[Stored items]
# # # #

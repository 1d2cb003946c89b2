//! Markdown structure parser built on `pulldown-cmark`.
//!
//! Each structural file is read as a stream of events; only headings,
//! paragraphs, lists and links carry meaning:
//!
//! - README: first H1 is the title, first paragraph the description
//! - GLOSSARY: each H2 (or deeper) heading names a term, the paragraphs that
//!   follow describe it
//! - SUMMARY: H2 headings and `---` rules open parts, list items are
//!   articles, nested lists are child articles
//! - LANGS: every link inside a list is a language; its path must stay
//!   inside the book

use std::path::{Component, Path};

use pulldown_cmark::{Event, HeadingLevel, Options, Parser as CmarkParser, Tag, TagEnd};

use super::{
    Glossary, GlossaryEntry, Language, Languages, ParseError, Parser, Readme, Summary,
    SummaryArticle, SummaryPart,
};

/// Structure parser for `.md` / `.markdown` files.
#[derive(Clone, Copy, Debug, Default)]
pub struct MarkdownParser;

fn events(content: &str) -> CmarkParser<'_> {
    CmarkParser::new_ext(content, Options::ENABLE_TABLES | Options::ENABLE_STRIKETHROUGH)
}

/// Append the textual part of an inline event to `buf`.
fn push_text(buf: &mut String, event: &Event<'_>) {
    match event {
        Event::Text(text) | Event::Code(text) => buf.push_str(text),
        Event::SoftBreak | Event::HardBreak => buf.push(' '),
        _ => {}
    }
}

fn non_empty(text: &str) -> Option<String> {
    let trimmed = text.trim();
    (!trimmed.is_empty()).then(|| trimmed.to_owned())
}

/// Article being assembled while its list item is open.
#[derive(Default)]
struct ItemBuilder {
    text: String,
    link_text: String,
    reference: Option<String>,
    in_link: bool,
    /// A child list has started; later text belongs to children only.
    nested: bool,
    children: Vec<SummaryArticle>,
}

impl ItemBuilder {
    fn build(self) -> SummaryArticle {
        let title = if self.reference.is_some() {
            self.link_text
        } else {
            self.text
        };
        SummaryArticle {
            title: title.trim().to_owned(),
            reference: self.reference,
            articles: self.children,
        }
    }
}

impl Parser for MarkdownParser {
    fn name(&self) -> &'static str {
        "markdown"
    }

    fn parse_readme(&self, content: &str) -> Result<Readme, ParseError> {
        let mut title: Option<String> = None;
        let mut first_heading: Option<String> = None;
        let mut description: Option<String> = None;

        let mut heading: Option<(HeadingLevel, String)> = None;
        let mut paragraph: Option<String> = None;
        let mut container_depth = 0usize;

        for event in events(content) {
            match &event {
                Event::Start(Tag::Heading { level, .. }) => heading = Some((*level, String::new())),
                Event::End(TagEnd::Heading(_)) => {
                    if let Some((level, text)) = heading.take()
                        && let Some(text) = non_empty(&text)
                    {
                        if level == HeadingLevel::H1 && title.is_none() {
                            title = Some(text.clone());
                        }
                        first_heading.get_or_insert(text);
                    }
                }
                Event::Start(Tag::List(_) | Tag::BlockQuote(_)) => container_depth += 1,
                Event::End(TagEnd::List(_) | TagEnd::BlockQuote(_)) => {
                    container_depth = container_depth.saturating_sub(1);
                }
                Event::Start(Tag::Paragraph) if container_depth == 0 && description.is_none() => {
                    paragraph = Some(String::new());
                }
                Event::End(TagEnd::Paragraph) => {
                    if let Some(text) = paragraph.take() {
                        description = non_empty(&text);
                    }
                }
                _ => {
                    if let Some((_, text)) = heading.as_mut() {
                        push_text(text, &event);
                    } else if let Some(text) = paragraph.as_mut() {
                        push_text(text, &event);
                    }
                }
            }
        }

        let title = title
            .or(first_heading)
            .ok_or_else(|| ParseError::new("README has no title heading"))?;

        Ok(Readme { title, description })
    }

    fn parse_glossary(&self, content: &str) -> Result<Glossary, ParseError> {
        let mut entries: Vec<GlossaryEntry> = Vec::new();
        let mut heading: Option<(HeadingLevel, String)> = None;
        let mut paragraph: Option<String> = None;

        for event in events(content) {
            match &event {
                Event::Start(Tag::Heading { level, .. }) => heading = Some((*level, String::new())),
                Event::End(TagEnd::Heading(_)) => {
                    if let Some((level, text)) = heading.take()
                        && level != HeadingLevel::H1
                        && let Some(name) = non_empty(&text)
                    {
                        entries.push(GlossaryEntry {
                            name,
                            description: String::new(),
                        });
                    }
                }
                Event::Start(Tag::Paragraph) if !entries.is_empty() => {
                    paragraph = Some(String::new());
                }
                Event::End(TagEnd::Paragraph) => {
                    if let Some(text) = paragraph.take()
                        && let Some(entry) = entries.last_mut()
                        && let Some(text) = non_empty(&text)
                    {
                        if !entry.description.is_empty() {
                            entry.description.push_str("\n\n");
                        }
                        entry.description.push_str(&text);
                    }
                }
                _ => {
                    if let Some((_, text)) = heading.as_mut() {
                        push_text(text, &event);
                    } else if let Some(text) = paragraph.as_mut() {
                        push_text(text, &event);
                    }
                }
            }
        }

        Ok(Glossary { entries })
    }

    fn parse_summary(&self, content: &str) -> Result<Summary, ParseError> {
        let mut parts = vec![SummaryPart::default()];
        let mut heading: Option<(HeadingLevel, String)> = None;
        let mut lists: Vec<Vec<SummaryArticle>> = Vec::new();
        let mut items: Vec<ItemBuilder> = Vec::new();

        for event in events(content) {
            match event {
                Event::Start(Tag::Heading { level, .. }) if items.is_empty() => {
                    heading = Some((level, String::new()));
                }
                Event::End(TagEnd::Heading(_)) => {
                    if let Some((level, text)) = heading.take()
                        && level != HeadingLevel::H1
                    {
                        open_part(&mut parts, non_empty(&text));
                    }
                }
                Event::Rule if items.is_empty() => open_part(&mut parts, None),
                Event::Start(Tag::List(_)) => {
                    if let Some(item) = items.last_mut() {
                        item.nested = true;
                    }
                    lists.push(Vec::new());
                }
                Event::End(TagEnd::List(_)) => {
                    let articles = lists.pop().unwrap_or_default();
                    if let Some(parent) = items.last_mut() {
                        parent.children.extend(articles);
                    } else if let Some(part) = parts.last_mut() {
                        part.articles.extend(articles);
                    }
                }
                Event::Start(Tag::Item) => items.push(ItemBuilder::default()),
                Event::End(TagEnd::Item) => {
                    if let Some(item) = items.pop()
                        && let Some(list) = lists.last_mut()
                    {
                        list.push(item.build());
                    }
                }
                Event::Start(Tag::Link { dest_url, .. }) => {
                    if let Some(item) = items.last_mut()
                        && !item.nested
                        && item.reference.is_none()
                    {
                        item.reference = Some(dest_url.to_string());
                        item.in_link = true;
                    }
                }
                Event::End(TagEnd::Link) => {
                    if let Some(item) = items.last_mut() {
                        item.in_link = false;
                    }
                }
                other => {
                    if let Some((_, text)) = heading.as_mut() {
                        push_text(text, &other);
                    } else if let Some(item) = items.last_mut()
                        && !item.nested
                    {
                        push_text(&mut item.text, &other);
                        if item.in_link {
                            push_text(&mut item.link_text, &other);
                        }
                    }
                }
            }
        }

        parts.retain(|part| part.title.is_some() || !part.articles.is_empty());
        Ok(Summary { parts })
    }

    fn parse_languages(&self, content: &str) -> Result<Languages, ParseError> {
        let mut languages = Vec::new();
        let mut list_depth = 0usize;
        let mut link: Option<(String, String)> = None;

        for event in events(content) {
            match event {
                Event::Start(Tag::List(_)) => list_depth += 1,
                Event::End(TagEnd::List(_)) => list_depth = list_depth.saturating_sub(1),
                Event::Start(Tag::Link { dest_url, .. }) if list_depth > 0 => {
                    link = Some((dest_url.to_string(), String::new()));
                }
                Event::End(TagEnd::Link) => {
                    if let Some((dest, text)) = link.take() {
                        let path = dest.trim().trim_end_matches('/').to_owned();
                        if path.is_empty() {
                            return Err(ParseError::new(format!(
                                "language \"{}\" has an empty path",
                                text.trim()
                            )));
                        }
                        if !is_book_relative(&path) {
                            return Err(ParseError::new(format!(
                                "language \"{}\" path {path:?} leaves the book",
                                text.trim()
                            )));
                        }
                        languages.push(Language {
                            title: text.trim().to_owned(),
                            path,
                        });
                    }
                }
                other => {
                    if let Some((_, text)) = link.as_mut() {
                        push_text(text, &other);
                    }
                }
            }
        }

        Ok(Languages { languages })
    }
}

/// A relative path that stays inside the book root.
fn is_book_relative(path: &str) -> bool {
    Path::new(path)
        .components()
        .all(|c| matches!(c, Component::Normal(_) | Component::CurDir))
}

/// Start a new summary part, reusing the last one while it is still blank.
fn open_part(parts: &mut Vec<SummaryPart>, title: Option<String>) {
    match parts.last_mut() {
        Some(last) if last.title.is_none() && last.articles.is_empty() => last.title = title,
        _ => parts.push(SummaryPart {
            title,
            articles: Vec::new(),
        }),
    }
}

# # # #

■ Task goal
Search the data for the string "MarkdownParser". List each line that has it.

■ Response area
pub struct MarkdownParser;
impl Parser for MarkdownParser {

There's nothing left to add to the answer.